## What to produce:
Take every line in the entries that includes the word "SchemaManager" and copy it.

## Study material:
■ ■ ■ ■ ■ ■ ■
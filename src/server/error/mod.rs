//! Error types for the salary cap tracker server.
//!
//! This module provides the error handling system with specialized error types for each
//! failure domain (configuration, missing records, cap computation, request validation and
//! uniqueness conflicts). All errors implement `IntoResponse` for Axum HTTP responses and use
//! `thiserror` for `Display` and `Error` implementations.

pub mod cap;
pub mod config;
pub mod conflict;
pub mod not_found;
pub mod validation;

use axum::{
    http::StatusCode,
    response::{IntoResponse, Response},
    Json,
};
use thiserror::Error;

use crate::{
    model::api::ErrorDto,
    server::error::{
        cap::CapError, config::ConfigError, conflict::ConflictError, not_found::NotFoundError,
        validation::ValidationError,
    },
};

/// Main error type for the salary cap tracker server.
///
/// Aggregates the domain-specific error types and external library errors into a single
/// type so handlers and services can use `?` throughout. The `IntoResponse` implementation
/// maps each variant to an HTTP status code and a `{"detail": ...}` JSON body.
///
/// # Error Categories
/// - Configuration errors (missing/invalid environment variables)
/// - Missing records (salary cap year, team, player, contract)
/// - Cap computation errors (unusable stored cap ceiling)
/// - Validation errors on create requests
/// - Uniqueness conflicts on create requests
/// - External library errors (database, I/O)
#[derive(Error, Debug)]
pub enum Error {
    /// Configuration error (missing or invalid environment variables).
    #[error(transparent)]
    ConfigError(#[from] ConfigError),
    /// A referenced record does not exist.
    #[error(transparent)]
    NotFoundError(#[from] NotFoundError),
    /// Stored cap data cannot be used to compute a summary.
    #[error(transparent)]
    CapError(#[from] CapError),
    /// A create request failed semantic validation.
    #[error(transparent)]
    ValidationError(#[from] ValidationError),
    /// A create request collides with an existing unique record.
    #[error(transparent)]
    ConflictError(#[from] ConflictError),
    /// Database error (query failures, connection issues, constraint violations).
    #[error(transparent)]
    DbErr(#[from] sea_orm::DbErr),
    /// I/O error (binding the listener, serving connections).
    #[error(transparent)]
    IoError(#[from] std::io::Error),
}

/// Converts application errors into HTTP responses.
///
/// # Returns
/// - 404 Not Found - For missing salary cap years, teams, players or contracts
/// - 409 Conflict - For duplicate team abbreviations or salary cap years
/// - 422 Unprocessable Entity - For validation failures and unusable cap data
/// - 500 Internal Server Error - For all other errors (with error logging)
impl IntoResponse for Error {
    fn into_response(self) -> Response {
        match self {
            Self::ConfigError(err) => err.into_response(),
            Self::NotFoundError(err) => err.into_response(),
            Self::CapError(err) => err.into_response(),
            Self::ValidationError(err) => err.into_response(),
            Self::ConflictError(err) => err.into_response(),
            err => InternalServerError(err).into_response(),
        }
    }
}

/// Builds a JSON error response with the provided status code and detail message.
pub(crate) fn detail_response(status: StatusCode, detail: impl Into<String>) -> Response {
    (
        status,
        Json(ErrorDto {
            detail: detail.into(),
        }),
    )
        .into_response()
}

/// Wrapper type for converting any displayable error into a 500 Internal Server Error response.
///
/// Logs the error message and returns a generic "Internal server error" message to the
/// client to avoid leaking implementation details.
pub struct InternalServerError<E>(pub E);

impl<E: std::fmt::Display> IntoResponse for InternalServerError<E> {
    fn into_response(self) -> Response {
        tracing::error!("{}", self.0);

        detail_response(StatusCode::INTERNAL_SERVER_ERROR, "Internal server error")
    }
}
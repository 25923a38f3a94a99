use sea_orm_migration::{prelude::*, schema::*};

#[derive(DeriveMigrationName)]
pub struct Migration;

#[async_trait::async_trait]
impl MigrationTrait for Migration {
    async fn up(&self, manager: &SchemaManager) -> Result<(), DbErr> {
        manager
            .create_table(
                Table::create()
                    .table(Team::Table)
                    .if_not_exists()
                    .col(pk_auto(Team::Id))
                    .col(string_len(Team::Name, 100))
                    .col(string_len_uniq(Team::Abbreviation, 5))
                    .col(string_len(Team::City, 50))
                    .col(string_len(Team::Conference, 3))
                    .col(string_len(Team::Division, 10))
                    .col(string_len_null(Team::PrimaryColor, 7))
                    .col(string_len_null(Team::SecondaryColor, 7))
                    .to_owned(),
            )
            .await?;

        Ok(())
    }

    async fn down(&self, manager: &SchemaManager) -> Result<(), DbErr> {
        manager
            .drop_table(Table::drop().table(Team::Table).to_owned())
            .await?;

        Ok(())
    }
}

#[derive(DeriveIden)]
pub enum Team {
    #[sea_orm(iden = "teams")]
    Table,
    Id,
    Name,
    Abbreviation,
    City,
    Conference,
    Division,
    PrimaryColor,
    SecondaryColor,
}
■ ■ ■ ■ ■ ■ ■
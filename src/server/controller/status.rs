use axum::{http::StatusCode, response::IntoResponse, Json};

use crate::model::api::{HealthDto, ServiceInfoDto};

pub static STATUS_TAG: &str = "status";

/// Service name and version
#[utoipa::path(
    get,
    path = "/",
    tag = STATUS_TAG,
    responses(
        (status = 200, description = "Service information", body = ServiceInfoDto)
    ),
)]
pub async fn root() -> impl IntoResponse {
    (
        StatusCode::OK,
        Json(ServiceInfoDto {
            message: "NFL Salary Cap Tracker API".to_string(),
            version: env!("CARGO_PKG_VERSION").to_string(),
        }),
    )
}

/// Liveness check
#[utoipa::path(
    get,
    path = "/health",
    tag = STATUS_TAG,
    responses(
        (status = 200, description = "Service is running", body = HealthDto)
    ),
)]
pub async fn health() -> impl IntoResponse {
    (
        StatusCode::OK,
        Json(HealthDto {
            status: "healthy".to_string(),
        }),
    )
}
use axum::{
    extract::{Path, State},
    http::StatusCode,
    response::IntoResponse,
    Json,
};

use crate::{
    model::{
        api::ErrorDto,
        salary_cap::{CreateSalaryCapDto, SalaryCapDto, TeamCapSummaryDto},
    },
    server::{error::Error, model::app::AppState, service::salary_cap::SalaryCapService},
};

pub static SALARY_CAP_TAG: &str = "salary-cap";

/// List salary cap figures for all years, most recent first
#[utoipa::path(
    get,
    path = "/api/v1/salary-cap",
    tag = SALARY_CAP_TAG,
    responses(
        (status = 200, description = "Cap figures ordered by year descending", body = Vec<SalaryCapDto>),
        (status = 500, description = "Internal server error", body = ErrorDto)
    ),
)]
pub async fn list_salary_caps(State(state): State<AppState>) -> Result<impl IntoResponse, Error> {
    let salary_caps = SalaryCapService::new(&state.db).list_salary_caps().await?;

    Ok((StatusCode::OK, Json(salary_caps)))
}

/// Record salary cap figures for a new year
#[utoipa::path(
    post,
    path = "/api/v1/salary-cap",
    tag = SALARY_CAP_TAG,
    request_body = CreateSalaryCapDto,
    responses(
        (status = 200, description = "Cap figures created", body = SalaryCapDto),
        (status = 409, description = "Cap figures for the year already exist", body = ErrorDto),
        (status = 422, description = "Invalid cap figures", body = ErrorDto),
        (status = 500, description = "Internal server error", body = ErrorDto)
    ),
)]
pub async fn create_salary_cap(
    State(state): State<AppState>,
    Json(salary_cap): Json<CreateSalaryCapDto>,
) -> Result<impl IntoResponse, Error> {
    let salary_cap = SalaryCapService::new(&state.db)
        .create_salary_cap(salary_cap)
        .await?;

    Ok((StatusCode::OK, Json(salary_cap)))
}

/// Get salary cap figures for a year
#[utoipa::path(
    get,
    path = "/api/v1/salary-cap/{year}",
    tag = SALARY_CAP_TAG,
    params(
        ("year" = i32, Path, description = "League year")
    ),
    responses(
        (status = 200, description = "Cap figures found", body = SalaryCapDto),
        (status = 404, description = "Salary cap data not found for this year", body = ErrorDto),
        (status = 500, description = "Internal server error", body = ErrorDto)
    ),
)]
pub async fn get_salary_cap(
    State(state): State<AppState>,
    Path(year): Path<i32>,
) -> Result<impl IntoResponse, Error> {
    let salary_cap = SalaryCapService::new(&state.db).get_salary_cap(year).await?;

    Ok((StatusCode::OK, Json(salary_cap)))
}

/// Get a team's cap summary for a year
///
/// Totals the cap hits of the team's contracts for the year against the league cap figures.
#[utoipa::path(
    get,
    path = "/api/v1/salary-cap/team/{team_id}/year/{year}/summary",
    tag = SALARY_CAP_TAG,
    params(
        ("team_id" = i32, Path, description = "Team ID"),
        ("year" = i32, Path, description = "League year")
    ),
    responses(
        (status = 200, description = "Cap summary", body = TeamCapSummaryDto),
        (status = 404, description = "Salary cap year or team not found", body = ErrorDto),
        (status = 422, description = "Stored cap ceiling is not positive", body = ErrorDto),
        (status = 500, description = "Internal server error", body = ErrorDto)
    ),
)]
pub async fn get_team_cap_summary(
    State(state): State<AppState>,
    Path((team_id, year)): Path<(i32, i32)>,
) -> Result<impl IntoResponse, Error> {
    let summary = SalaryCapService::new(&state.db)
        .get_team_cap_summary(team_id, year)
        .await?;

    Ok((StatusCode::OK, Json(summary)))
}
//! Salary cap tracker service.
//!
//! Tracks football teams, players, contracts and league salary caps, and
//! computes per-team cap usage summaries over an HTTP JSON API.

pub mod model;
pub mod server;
■ ■ ■ ■ ■ ■ ■
## Answer to the exercise:
    async fn up(&self, manager: &SchemaManager) -> Result<(), DbErr> {
    async fn down(&self, manager: &SchemaManager) -> Result<(), DbErr> {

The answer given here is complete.